There is /nothing/ as wonderful as family, is there?"

Cassandra began rather wistfully to believe that indeed there was not.

Stephen's sisters did not live in one another's pockets. They had their own separate lives, and they lived in different parts of the country except during the spring, when they met in London for the parliamentary session and the Season. But there was a closeness among them that made her heart ache with envy and longing.

She met Viscountess Burden and the Countess of Lanting, sisters-in-law of Vanessa and Katherine, during the week and even they claimed to be eager to welcome Cassandra into their larger family.

Yes, family – and sisterhood – were precious commodities indeed.

And life was busy.

Even at home it was not tranquil.

William was a wealthy man. Even apart from his portion as Nigel's son, he was rich, having amassed something like a fortune in the fur trade during his years in America and Canada. Now he was ready to settle down.

He wanted to buy land, to become a gentleman farmer with Mary at his side and his family already begun.

But Mary had dug in her heels. She would have been out wandering the roads of England as a vagabond, or in jail somewhere as a vagrant, if it were not for the kindness of Lady Paget, who had little enough of her own, the good Lord knew, when she was sent away from Carmel but who had taken Mary and Belinda – not to mention Roger – with her when she went. Mary was /not/ going to abandon her ladyship now just because Billy had come home, not, at any rate, until she was married right and tight to the Earl of Merton, who was a proper gentleman no matter what he did when he first met her ladyship – though /that/, no doubt, was on account of the fact that he fell in love with her, as what man would not when she was so beautiful? He had more than made up for his sins since. And if Lady Paget chose /not/ to marry his lordship, though it would be remarkably foolish of her not to – /not/ that Mary had any right to judge her betters, especially to call /them foolish/ – then Mary would stay with her until she got her money and settled somewhere with proper servants.

Though Mary wanted to see those servants with her very own eyes first, because there was no knowing what riffraff there might be in London who thought they could cook and clean for a lady. Mary was staying, at least for now, and if Billy did not like it and wanted to go off looking for land before she was good and ready to go with him, then so be it.

Every time Mary delivered this lengthy speech or some variation on it, she ended up in tears, her apron up over her face, and William had to offer a shoulder for her to cry on while he patted her back and grinned and assured her that he had no intention of going anywhere before Cassie was settled. And Mary must be a goose if she thought he would go.

Alice was no better. She returned from her three days in Kent looking ten years younger. Her eyes glowed. So did her cheeks. So did her whole person.

"Cassie," she said before she had been back in the house ten minutes,

"they are wonderful people, Allan's family. They are a close-knit group and yet they opened the arms of friendship to me. More than friendship, actually. They treated me like one of themselves." /Allan/ now, was he?

"I am so glad," Cassandra said. "You are to see more of Mr. Golding, then?"

"The silly man wants me to marry him," Alice said.

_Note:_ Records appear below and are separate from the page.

//! Per-ticker diagnostic evaluation
//!
//! Binds the four engine stages to a loaded feature panel: z-scores and
//! validity per feature, raw-score history and percentile rank, regime
//! classification, and the assembled diagnostic output. Evaluation is
//! pure over the panel, so the orchestrator runs it concurrently across
//! tickers without coordination.

use std::collections::{BTreeMap, HashMap};

use basalt_core::{Feature, FeatureSeries, FeatureSnapshot};
use basalt_engine::{
    Baseline, Classifier, DiagnosticOutput, ExcludedFeature, Explainer, Scorer, ScoringResult,
};
use basalt_universe::StressSignals;
use chrono::NaiveDate;

use crate::error::Result;
use crate::ports::FeaturePanel;

/// Diagnostic output plus the stress signals the universe feedback pass
/// reads from it
#[derive(Debug, Clone)]
pub struct Evaluation {
    pub output: DiagnosticOutput,
    pub stress: StressSignals,
}

/// Stateless per-ticker evaluator
///
/// Owns configured engine components; all evaluation state lives in the
/// panel passed per call.
#[derive(Debug, Clone)]
pub struct Processor {
    baseline: Baseline,
    scorer: Scorer,
    classifier: Classifier,
    explainer: Explainer,
}

impl Processor {
    /// Build the engine stack, rejecting malformed parameters fail-fast
    pub fn new(window: usize, min_periods: usize, drift_threshold: f64) -> Result<Self> {
        Ok(Self {
            baseline: Baseline::new(window, min_periods, drift_threshold)?,
            scorer: Scorer::new(window)?,
            classifier: Classifier::new(),
            explainer: Explainer::new(),
        })
    }

    pub fn baseline(&self) -> &Baseline {
        &self.baseline
    }

    /// Value for the evaluation date: the exact date when the series has
    /// it, otherwise the most recent observation (the target may be a
    /// weekend or holiday)
    fn latest_value(series: &FeatureSeries, date: NaiveDate) -> Option<f64> {
        let on_date = series.observations().iter().position(|o| o.date == date);
        match on_date {
            Some(i) => series.value_at(i),
            None => series.last_value(),
        }
    }

    /// Same fallback rule over a z-score vector aligned to the series
    fn latest_z(
        series: &FeatureSeries,
        z_series: &[Option<f64>],
        date: NaiveDate,
    ) -> Option<f64> {
        let on_date = series.observations().iter().position(|o| o.date == date);
        match on_date {
            Some(i) => z_series.get(i).copied().flatten(),
            None => z_series.last().copied().flatten(),
        }
    }

    /// Weighted raw-score history for every date strictly before the
    /// evaluation date, aligned across ragged feature series by date
    fn raw_score_history(
        &self,
        z_by_feature: &BTreeMap<Feature, (&FeatureSeries, Vec<Option<f64>>)>,
        date: NaiveDate,
    ) -> Vec<Option<f64>> {
        let mut by_date: BTreeMap<NaiveDate, BTreeMap<Feature, Option<f64>>> = BTreeMap::new();
        for (&feature, (series, z_series)) in z_by_feature {
            for (observation, &z) in series.observations().iter().zip(z_series.iter()) {
                if observation.date < date {
                    by_date.entry(observation.date).or_default().insert(feature, z);
                }
            }
        }

        by_date
            .values()
            .map(|z_map| {
                if z_map.values().any(|z| z.is_some()) {
                    let (raw, _) = self.scorer.raw_score(z_map, &[]);
                    Some(raw)
                } else {
                    None
                }
            })
            .collect()
    }

    /// Run the full diagnostic for one ticker on one date.
    ///
    /// Never errors on incomplete data: an empty panel or insufficient
    /// baseline degrades to Undetermined with exclusion reasons.
    pub fn evaluate(&self, ticker: &str, date: NaiveDate, panel: &FeaturePanel) -> Evaluation {
        let ticker = ticker.to_uppercase();

        if panel.is_empty() {
            let regime = self.classifier.classify(&FeatureSnapshot::new());
            let output = self.explainer.explain(
                regime,
                None,
                Vec::new(),
                basalt_engine::BaselineState::Empty,
                ticker,
                date,
            );
            return Evaluation {
                output,
                stress: StressSignals::new(),
            };
        }

        // Stage 1: z-scores and validity per feature
        let mut z_by_feature: BTreeMap<Feature, (&FeatureSeries, Vec<Option<f64>>)> =
            BTreeMap::new();
        let mut counts: HashMap<Feature, usize> = HashMap::new();
        for (&feature, series) in &panel.features {
            let z_series = self.baseline.z_scores(series, true);
            counts.insert(feature, series.valid_count());
            z_by_feature.insert(feature, (series, z_series));
        }

        let z_latest: BTreeMap<Feature, Option<f64>> = z_by_feature
            .iter()
            .map(|(&feature, (series, z_series))| {
                (feature, Self::latest_z(series, z_series, date))
            })
            .collect();

        let state = self.baseline.state(&counts);

        // Exclusions: below min_periods, or valid baseline but no value today
        let mut excluded: Vec<ExcludedFeature> = self
            .baseline
            .excluded_features(&counts)
            .into_iter()
            .map(|(f, n)| ExcludedFeature::insufficient(f, n, self.baseline.min_periods()))
            .collect();
        let mut excluded_from_score: Vec<Feature> = excluded.iter().map(|e| e.feature).collect();
        for (&feature, &z) in &z_latest {
            if z.is_none() && counts[&feature] >= self.baseline.min_periods() {
                excluded.push(ExcludedFeature::missing_value(feature));
                excluded_from_score.push(feature);
            }
        }

        // Stage 2: unusualness against the ticker's own score history
        let scoring: Option<ScoringResult> = if state.is_sufficient() {
            let history = self.raw_score_history(&z_by_feature, date);
            Some(
                self.scorer
                    .compute(&z_latest, Some(&history), &excluded_from_score),
            )
        } else {
            None
        };

        // Stage 3: regime classification
        let raw_latest = |feature: Feature| {
            panel
                .get(feature)
                .and_then(|series| Self::latest_value(series, date))
        };
        let median_latest = |feature: Feature| {
            panel.get(feature).and_then(|series| {
                self.baseline
                    .statistics(series, true)
                    .last()
                    .and_then(|s| s.median)
            })
        };

        let snapshot = FeatureSnapshot {
            z_gex: z_latest.get(&Feature::Gex).copied().flatten(),
            z_dex: z_latest.get(&Feature::Dex).copied().flatten(),
            z_block: z_latest.get(&Feature::BlockIntensity).copied().flatten(),
            dark_share: raw_latest(Feature::DarkShare),
            efficiency: raw_latest(Feature::Efficiency),
            impact: raw_latest(Feature::Impact),
            efficiency_median: median_latest(Feature::Efficiency),
            impact_median: median_latest(Feature::Impact),
            daily_return: panel.daily_return,
            baseline_sufficient: state.is_sufficient(),
        };
        let regime = self.classifier.classify(&snapshot);

        // Stage 4: assembled output
        let stress = StressSignals {
            unusualness: scoring.as_ref().and_then(|s| s.percentile_score),
            z_gex: snapshot.z_gex,
            dark_share: snapshot.dark_share,
            z_block: snapshot.z_block,
        };
        let output = self
            .explainer
            .explain(regime, scoring, excluded, state, ticker, date);

        Evaluation { output, stress }
    }
}

#[cfg(test)]
mod tests {
    use super::*;
    use basalt_engine::{BaselineState, InterpretationBand, RegimeType};

    fn start() -> NaiveDate {
        NaiveDate::from_ymd_opt(2024, 1, 1).unwrap()
    }

    fn flat_series(n: usize, base: f64) -> FeatureSeries {
        let values: Vec<Option<f64>> = (0..n)
            .map(|i| Some(base + 0.1 * ((i % 7) as f64 - 3.0)))
            .collect();
        FeatureSeries::from_daily(start(), &values)
    }

    fn spiking_series(n: usize, base: f64, spike: f64) -> FeatureSeries {
        let mut values: Vec<Option<f64>> = (0..n)
            .map(|i| Some(base + 0.1 * ((i % 7) as f64 - 3.0)))
            .collect();
        *values.last_mut().unwrap() = Some(spike);
        FeatureSeries::from_daily(start(), &values)
    }

    fn processor() -> Processor {
        Processor::new(63, 21, 0.10).unwrap()
    }

    #[test]
    fn test_empty_panel_degrades_to_undetermined() {
        let evaluation = processor().evaluate("xyz", start(), &FeaturePanel::new());
        assert_eq!(evaluation.output.regime_result.regime, RegimeType::Undetermined);
        assert_eq!(evaluation.output.baseline_state, BaselineState::Empty);
        assert_eq!(evaluation.output.ticker, "XYZ");
        assert!(evaluation.output.scoring_result.is_none());
        assert_eq!(evaluation.stress, StressSignals::new());
    }

    #[test]
    fn test_short_history_excludes_and_undetermines() {
        let panel = FeaturePanel::new().with_feature(Feature::Gex, flat_series(10, 0.0));
        let date = start() + chrono::Days::new(9);

        let evaluation = processor().evaluate("SPY", date, &panel);
        assert_eq!(evaluation.output.regime_result.regime, RegimeType::Undetermined);
        assert_eq!(evaluation.output.baseline_state, BaselineState::Empty);
        assert_eq!(evaluation.output.excluded_features.len(), 1);
        assert_eq!(evaluation.output.excluded_features[0].reason, "n = 10 < 21");
    }

    #[test]
    fn test_spiking_gex_scores_extreme_and_feeds_stress() {
        let panel = FeaturePanel::new()
            .with_feature(Feature::Gex, spiking_series(40, 0.0, 8.0))
            .with_feature(Feature::DarkShare, flat_series(40, 0.40));
        let date = start() + chrono::Days::new(39);

        let evaluation = processor().evaluate("NVDA", date, &panel);

        let scoring = evaluation.output.scoring_result.as_ref().unwrap();
        assert_eq!(scoring.percentile_score, Some(100.0));
        assert_eq!(scoring.interpretation, InterpretationBand::Extreme);
        assert_eq!(evaluation.output.baseline_state, BaselineState::Complete);

        assert_eq!(evaluation.stress.unusualness, Some(100.0));
        assert!(evaluation.stress.z_gex.unwrap() > 2.0);
    }

    #[test]
    fn test_weekend_date_falls_back_to_last_observation() {
        let panel = FeaturePanel::new().with_feature(Feature::Gex, flat_series(40, 0.0));
        // two days past the last observation in the series
        let date = start() + chrono::Days::new(41);

        let evaluation = processor().evaluate("SPY", date, &panel);
        assert_eq!(evaluation.output.baseline_state, BaselineState::Complete);
        assert!(evaluation.stress.z_gex.is_some());
    }

    #[test]
    fn test_missing_today_reported_with_valid_baseline() {
        let mut values: Vec<Option<f64>> = (0..40)
            .map(|i| Some(0.1 * ((i % 7) as f64 - 3.0)))
            .collect();
        *values.last_mut().unwrap() = None;
        let panel = FeaturePanel::new()
            .with_feature(Feature::Gex, FeatureSeries::from_daily(start(), &values));
        let date = start() + chrono::Days::new(39);

        let evaluation = processor().evaluate("SPY", date, &panel);
        assert_eq!(evaluation.output.excluded_features.len(), 1);
        assert_eq!(evaluation.output.excluded_features[0].reason, "missing value");
        // the day itself contributes nothing to the score
        let scoring = evaluation.output.scoring_result.as_ref().unwrap();
        assert_eq!(scoring.raw_score, 0.0);
    }

    #[test]
    fn test_invalid_parameters_rejected() {
        assert!(Processor::new(10, 21, 0.10).is_err());
        assert!(Processor::new(63, 1, 0.10).is_err());
        assert!(Processor::new(63, 21, 0.0).is_err());
    }
}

"Silly indeed," Cassandra agreed. "Did you say yes?"

"No," Alice said, setting her cup in the saucer with a slight clatter.

The cup never had made the full distance to her mouth.

"No?"

"No," Alice said firmly. "I asked him to give me time to think about it."

Cassandra set her own cup and saucer down on the table beside her.

"Because of me, I suppose," she said.

Alice pursed her lips but would not deny it.

"Alice," Cassandra said with a severity that was not feigned, "if you and Mary between you force me into marrying Stephen, I will have the greatest difficulty forgiving either of you."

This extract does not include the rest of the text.